10 Leadership Communication Habits That Ruin Relationships
Few people admit to poor communication habits—much less habits that can cost them a promotion, a job, or a deal. Yet we’ve all seen the following bad habits in colleagues from time to time—and for some, they occur on a daily basis. Guard against letting these creep into your own interactions with staff, peers, or partners:
10 Poor Leadership Communication Habits
1. Abrupt Topic Changes
People who perturb their friends and colleagues alike may have one or all of these habits that are closely related. As if they’re unaware a conversation is in progress, they dash into the middle of it and figuratively yell “fire.” Do it once and people forgive, thinking you must have suddenly awakened from a bad dream. But do it repeatedly, and people see it as a downright disrespectful and annoying habit.
2. One-Upping Stories
After someone tells a story—about horrible customer service, what their bright child accomplished, how hectic their workload has been, how well their team has performed on a key projectresist the urge to top it with your own story. You’ve just shoved them out of the spotlight to take your own bow.
3. Name Dropping
You’ve heard people needlessly drop names of every famous friend, colleague, or client they have—all for no good reason in the context of the conversation. The name dropping communicates only a lack of confidence in their own credibility or accomplishments.
4. All-About-Me Syndrome
As I coach sales teams in redesigning their presentations, the most frequent mistake I hear them make is this “all-about-us” opening: They start their client meeting or presentation with “let me tell you all about our team and what we can do for you.” Wrong approach. Clients—as well as total strangers—want to know how you can help THEM before they care to know all about you.
5. Listening Intolerance
You’ve heard people say they’re lactose intolerant. Likewise, some people are listening intolerant. All their communication is one-directional: output. They may ask questions, but their follow-up action demonstrates that they don’t hear input and feedback from others.

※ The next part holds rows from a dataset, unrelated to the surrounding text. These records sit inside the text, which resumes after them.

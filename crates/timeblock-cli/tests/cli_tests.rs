use std::path::Path;

use assert_cmd::Command;
use predicates::prelude::*;
use tempfile::TempDir;

/// Helper function to create a temporary directory for CLI tests
fn create_cli_test_environment() -> TempDir {
    TempDir::new().expect("Failed to create temporary directory")
}

/// Command with plain output, an isolated config home and the given database
fn tb_cmd(temp_dir: &TempDir) -> Command {
    let mut cmd = Command::cargo_bin("tb").expect("Failed to find tb binary");
    cmd.env("XDG_CONFIG_HOME", temp_dir.path().join("config"))
        .env("XDG_DATA_HOME", temp_dir.path().join("data"))
        .arg("--no-color")
        .arg("--database-file")
        .arg(temp_dir.path().join("cli_test.db"));
    cmd
}

fn add(temp_dir: &TempDir, description: &str, date: &str, start: &str, end: &str) {
    tb_cmd(temp_dir)
        .args(["add", description, "--date", date, "--start", start, "--end", end])
        .assert()
        .success();
}

fn write_config(dir: &Path, contents: &str) -> String {
    let path = dir.join("timeblock.toml");
    std::fs::write(&path, contents).expect("Failed to write config");
    path.to_string_lossy().into_owned()
}

#[test]
fn test_cli_add_task() {
    let temp_dir = create_cli_test_environment();

    tb_cmd(&temp_dir)
        .args([
            "add",
            "Write report",
            "--category",
            "deep",
            "--date",
            "2025-01-20",
            "--start",
            "09:00",
            "--end",
            "10:30",
        ])
        .assert()
        .success()
        .stdout(predicate::str::contains("Created task with ID: 1"))
        .stdout(predicate::str::contains("Write report"));
}

#[test]
fn test_cli_add_rejects_invalid_fields() {
    let temp_dir = create_cli_test_environment();

    tb_cmd(&temp_dir)
        .args(["add", "Write", "-c", "medium", "-s", "09:00", "-e", "10:00"])
        .assert()
        .failure()
        .stderr(predicate::str::contains("Invalid category 'medium'"));

    tb_cmd(&temp_dir)
        .args(["add", "Write", "-s", "10:00", "-e", "09:00"])
        .assert()
        .failure()
        .stderr(predicate::str::contains("must be after start time"));
}

#[test]
fn test_cli_add_rejects_overlap() {
    let temp_dir = create_cli_test_environment();
    add(&temp_dir, "Standup", "2025-01-20", "09:00", "10:00");

    tb_cmd(&temp_dir)
        .args(["add", "Write", "-d", "2025-01-20", "-s", "09:30", "-e", "10:30"])
        .assert()
        .failure()
        .stderr(predicate::str::contains("overlaps 'Standup'"));
}

#[test]
fn test_cli_day_view() {
    let temp_dir = create_cli_test_environment();
    add(&temp_dir, "Email", "2025-01-20", "13:00", "13:30");
    add(&temp_dir, "Write", "2025-01-20", "09:00", "11:00");

    tb_cmd(&temp_dir)
        .args(["day", "--date", "2025-01-20"])
        .assert()
        .success()
        .stdout(predicate::str::contains("## Monday 2025-01-20"))
        .stdout(predicate::str::is_match("(?s)09:00-11:00.*13:00-13:30").unwrap());
}

#[test]
fn test_cli_empty_day() {
    let temp_dir = create_cli_test_environment();

    tb_cmd(&temp_dir)
        .args(["day", "--date", "2025-01-21"])
        .assert()
        .success()
        .stdout(predicate::str::contains("No tasks scheduled."));

    tb_cmd(&temp_dir)
        .assert()
        .success()
        .stdout(predicate::str::contains("No tasks scheduled."));
}

#[test]
fn test_cli_week_and_window() {
    let temp_dir = create_cli_test_environment();
    add(&temp_dir, "Write", "2025-01-22", "09:00", "11:00");
    add(&temp_dir, "Earlier", "2025-01-14", "09:00", "10:00");

    tb_cmd(&temp_dir)
        .args(["week", "--date", "2025-01-22"])
        .assert()
        .success()
        .stdout(predicate::str::contains("# Week of 2025-01-20 to 2025-01-26"))
        .stdout(predicate::str::contains("Most deep work: **wednesday**"))
        .stdout(predicate::str::contains("Earlier").not());

    tb_cmd(&temp_dir)
        .args(["week", "--date", "2025-01-22", "--window"])
        .assert()
        .success()
        .stdout(predicate::str::contains(
            "Previous: week of 2025-01-13 (1 task(s)",
        ))
        .stdout(predicate::str::contains("Next: week of 2025-01-27 (0 task(s)"));
}

#[test]
fn test_cli_cancel_and_postpone() {
    let temp_dir = create_cli_test_environment();
    add(&temp_dir, "Write", "2025-01-20", "09:00", "10:00");
    add(&temp_dir, "Review", "2025-01-20", "11:00", "12:00");

    tb_cmd(&temp_dir)
        .args(["cancel", "1"])
        .assert()
        .success()
        .stdout(predicate::str::contains("status: cancelled"));

    tb_cmd(&temp_dir)
        .args(["cancel", "1"])
        .assert()
        .failure()
        .stderr(predicate::str::contains("Cannot cancel task 1"));

    tb_cmd(&temp_dir)
        .args([
            "postpone", "2", "--date", "2025-01-21", "--start", "14:00", "--end", "15:00",
        ])
        .assert()
        .success()
        .stdout(predicate::str::contains("Postponed task 2 to 2025-01-21 14:00-15:00 as task 3"));

    tb_cmd(&temp_dir)
        .args(["day", "--date", "2025-01-20"])
        .assert()
        .success()
        .stdout(predicate::str::contains("~~Write~~"))
        .stdout(predicate::str::contains("~~Review~~"));
}

#[test]
fn test_cli_outcome() {
    let temp_dir = create_cli_test_environment();
    add(&temp_dir, "Old block", "2020-01-06", "09:00", "10:00");
    add(&temp_dir, "Future block", "2099-01-05", "09:00", "10:00");

    tb_cmd(&temp_dir)
        .args(["outcome", "1", "over"])
        .assert()
        .success()
        .stdout(predicate::str::contains("outcome: over"));

    tb_cmd(&temp_dir)
        .args(["outcome", "2", "on_time"])
        .assert()
        .failure()
        .stderr(predicate::str::contains("before it has ended"));
}

#[test]
fn test_cli_edit_and_move() {
    let temp_dir = create_cli_test_environment();
    add(&temp_dir, "Write", "2025-01-20", "09:00", "10:00");
    add(&temp_dir, "Email", "2025-01-20", "10:00", "10:30");

    tb_cmd(&temp_dir)
        .args(["edit", "1", "Write chapter two"])
        .assert()
        .success()
        .stdout(predicate::str::contains("Write chapter two"));

    tb_cmd(&temp_dir)
        .args(["move", "1", "--start", "09:30", "--end", "10:15"])
        .assert()
        .failure()
        .stderr(predicate::str::contains("overlaps 'Email'"));

    tb_cmd(&temp_dir)
        .args(["move", "1", "--start", "08:00", "--end", "09:30"])
        .assert()
        .success()
        .stdout(predicate::str::contains("time: 08:00-09:30"));

    tb_cmd(&temp_dir)
        .args(["edit", "9", "Nothing"])
        .assert()
        .failure()
        .stderr(predicate::str::contains("Task with ID 9 not found"));
}

#[test]
fn test_cli_next_slot() {
    let temp_dir = create_cli_test_environment();

    tb_cmd(&temp_dir)
        .arg("next")
        .assert()
        .success()
        .stdout(predicate::str::contains("Next available slot:"));
}

#[test]
fn test_cli_config_file() {
    let temp_dir = create_cli_test_environment();
    let config = write_config(
        temp_dir.path(),
        "workdays = [\"saturday\"]\nday_start = \"10:00\"\nday_end = \"14:00\"\n",
    );

    tb_cmd(&temp_dir)
        .args(["--config", &config, "next"])
        .assert()
        .success()
        .stdout(predicate::str::contains("Saturday"))
        .stdout(predicate::str::contains("working day ends 14:00"));

    let broken = write_config(temp_dir.path(), "workdays = [\"someday\"]\n");
    tb_cmd(&temp_dir)
        .args(["--config", &broken, "next"])
        .assert()
        .failure()
        .stderr(predicate::str::contains("Invalid workday configuration"));
}

#[test]
fn test_cli_plan_requires_api_key() {
    let temp_dir = create_cli_test_environment();
    let config = write_config(
        temp_dir.path(),
        "[llm]\napi_key_env = \"TIMEBLOCK_TEST_MISSING_KEY\"\n",
    );

    tb_cmd(&temp_dir)
        .env_remove("TIMEBLOCK_TEST_MISSING_KEY")
        .args(["--config", &config, "plan", "Two hours of writing"])
        .assert()
        .failure()
        .stderr(predicate::str::contains("TIMEBLOCK_TEST_MISSING_KEY"));
}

6. Impatience for Greener Grass
It’s highly likely you’ve been a victim of this person yourself: While shaking your hand or listening to you, they’re glancing over your shoulder to see if there’s someone more interesting nearby. They seem eager to escape at the first opportunity to go somewhere more intriguing. Giving someone the ‘glance over” communicates “you’re unimportant to me and actually blocking my way.”
7. The Brush-off
The brush-off may be hard to describe, but you know it when you feel it. You send a pleasant email with a couple of questions; the response is curt and your questions go unanswered. Or you’re talking to someone at a networking event, and they nod a couple of times to your comments and turn to engage a passerby.
8. Lack of Punctuality
Joining meetings late, sending late reports, responding to emails later than the cultural norm––all communicate to others either that you consider your time more valuable than theirs or that you can’t handle your work responsibilities. Neither message communicates a positive picture.
Non-responsiveness shows up in several forms: “Forgetting” to respond to an email. “Forgetting” to answer questions in an email or text. Nonparticipation in meetings. Refusal to cooperate with procedures or policies—or other passive-aggressive behaviors. When such behavior becomes habitual, before long you’re known around the workplace as a “toxic” coworker that others don’t readily want to have on their team or projects.
Colleagues expect you to master your moods. They don’t want to deal with Delia the Dragon today and Sam the Lamb tomorrow. If they call a strategy meeting with a supplier, they need to know which personality will show up in the conference room. Habitual mood swings make communication—and business—risky.
Clear, consistent, pleasant communication is the shortest path to genuine coworker and client relationships.